● **What you have to do**:
From the records below, determine the number of lines containing "LinkError". Output that number alone.

● **Data for analysis**:
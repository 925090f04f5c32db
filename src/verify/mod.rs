//! Bounded-concurrency batch link verification.
//!
//! A fixed pool of workers shares an atomic cursor over the input list:
//! each worker claims the next unclaimed link, fetches and validates it to
//! completion, then claims again. Concurrent outbound connections are
//! therefore bounded by the worker count regardless of list size.

mod error;

pub use error::LinkError;

use std::collections::HashMap;
use std::fmt;
use std::sync::atomic::{AtomicUsize, Ordering};
use std::sync::Arc;

use tracing::{debug, instrument, warn};

use crate::fetch::{fetch, FetchOptions, FetchResponse};

/// Default worker pool size.
pub const DEFAULT_CONCURRENCY: usize = 10;

/// A validator's decision about one response.
///
/// Validators are evaluated in a fixed order; the first decisive verdict
/// short-circuits the chain. When every validator abstains the default
/// policy applies: status 200 is a success, anything else a failure
/// carrying the status code.
#[derive(Debug, Clone, PartialEq, Eq)]
pub enum Verdict {
    /// This validator has no opinion; evaluation continues.
    Undecided,
    /// Accept the link, short-circuiting the chain.
    Success,
    /// Reject the link with a message, short-circuiting the chain.
    Failure(String),
}

/// A pluggable per-response decision rule.
pub type Validator = Arc<dyn Fn(&FetchResponse) -> Verdict + Send + Sync>;

/// Options for one batch verification.
#[derive(Clone)]
pub struct VerifyOptions {
    /// Worker pool size (defaults to [`DEFAULT_CONCURRENCY`]).
    pub concurrency: usize,
    /// Ordered validator chain applied to every response.
    pub validators: Vec<Validator>,
    /// Fetch configuration applied to every link.
    pub fetch: FetchOptions,
}

impl Default for VerifyOptions {
    fn default() -> Self {
        Self {
            concurrency: DEFAULT_CONCURRENCY,
            validators: Vec::new(),
            fetch: FetchOptions::default(),
        }
    }
}

impl fmt::Debug for VerifyOptions {
    fn fmt(&self, f: &mut fmt::Formatter<'_>) -> fmt::Result {
        f.debug_struct("VerifyOptions")
            .field("concurrency", &self.concurrency)
            .field("validators", &self.validators.len())
            .field("fetch", &self.fetch)
            .finish()
    }
}

/// Outcome of a batch verification, partitioned by link.
///
/// Every input link appears in exactly one of the two maps: `success` maps
/// a link to its outcome descriptor (pipe-joined redirect hops followed by
/// the final status code), `error` maps a link to why it failed.
#[derive(Debug, Default)]
pub struct VerifyReport {
    /// Links that verified, keyed to their outcome descriptor.
    pub success: HashMap<String, String>,
    /// Links that failed, keyed to the per-link error.
    pub error: HashMap<String, LinkError>,
}

impl serde::Serialize for VerifyReport {
    /// Serializes as `{ "success": {...}, "error": {...} }` with each error
    /// rendered as its display message.
    fn serialize<S: serde::Serializer>(&self, serializer: S) -> Result<S::Ok, S::Error> {
        use serde::ser::SerializeStruct;

        let errors: HashMap<&str, String> = self
            .error
            .iter()
            .map(|(link, error)| (link.as_str(), error.to_string()))
            .collect();
        let mut state = serializer.serialize_struct("VerifyReport", 2)?;
        state.serialize_field("success", &self.success)?;
        state.serialize_field("error", &errors)?;
        state.end()
    }
}

impl VerifyReport {
    /// Total number of links accounted for.
    #[must_use]
    pub fn len(&self) -> usize {
        self.success.len() + self.error.len()
    }

    /// True when no links were verified at all.
    #[must_use]
    pub fn is_empty(&self) -> bool {
        self.success.is_empty() && self.error.is_empty()
    }

    /// True when every link verified successfully.
    #[must_use]
    pub fn is_all_ok(&self) -> bool {
        self.error.is_empty()
    }
}

/// Verifies `links` with bounded concurrency.
///
/// Each link is fetched with full [`fetch`] semantics (retries, redirects,
/// fake-HEAD) and run through the validator chain. Individual failures are
/// captured per link and never abort the batch: once inputs are in hand
/// this always returns a complete report.
#[instrument(skip_all, fields(links = links.len(), concurrency = options.concurrency))]
pub async fn verify_links(links: Vec<String>, options: &VerifyOptions) -> VerifyReport {
    let links: Arc<Vec<String>> = Arc::new(links);
    let cursor = Arc::new(AtomicUsize::new(0));
    let workers = options.concurrency.max(1).min(links.len().max(1));

    let mut handles = Vec::with_capacity(workers);
    for _ in 0..workers {
        let links = Arc::clone(&links);
        let cursor = Arc::clone(&cursor);
        let options = options.clone();
        handles.push(tokio::spawn(async move {
            let mut outcomes = Vec::new();
            loop {
                let index = cursor.fetch_add(1, Ordering::SeqCst);
                let Some(link) = links.get(index) else {
                    break;
                };
                let outcome = verify_one(link, &options).await;
                outcomes.push((link.clone(), outcome));
            }
            outcomes
        }));
    }

    let mut report = VerifyReport::default();
    for handle in handles {
        match handle.await {
            Ok(outcomes) => {
                for (link, outcome) in outcomes {
                    match outcome {
                        Ok(descriptor) => {
                            report.success.insert(link, descriptor);
                        }
                        Err(error) => {
                            debug!(link = %link, error = %error, "link failed verification");
                            report.error.insert(link, error);
                        }
                    }
                }
            }
            Err(join_error) => warn!(error = %join_error, "verification worker panicked"),
        }
    }
    report
}

/// Fetches one link and runs it through the validator chain.
async fn verify_one(link: &str, options: &VerifyOptions) -> Result<String, LinkError> {
    let response = fetch(link, &options.fetch).await?;

    for validator in &options.validators {
        match validator(&response) {
            Verdict::Undecided => {}
            Verdict::Success => return Ok(descriptor(&response)),
            Verdict::Failure(message) => return Err(LinkError::Validation { message }),
        }
    }

    if response.status == 200 {
        Ok(descriptor(&response))
    } else {
        Err(LinkError::HttpStatus {
            status: response.status,
        })
    }
}

/// Builds the success descriptor: each redirect hop as `status=>target`,
/// then the final status code, pipe-joined.
fn descriptor(response: &FetchResponse) -> String {
    response
        .redirects
        .iter()
        .map(|hop| format!("{}=>{}", hop.status, hop.target))
        .chain(std::iter::once(response.status.to_string()))
        .collect::<Vec<_>>()
        .join("|")
}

● **Exercise response**:
5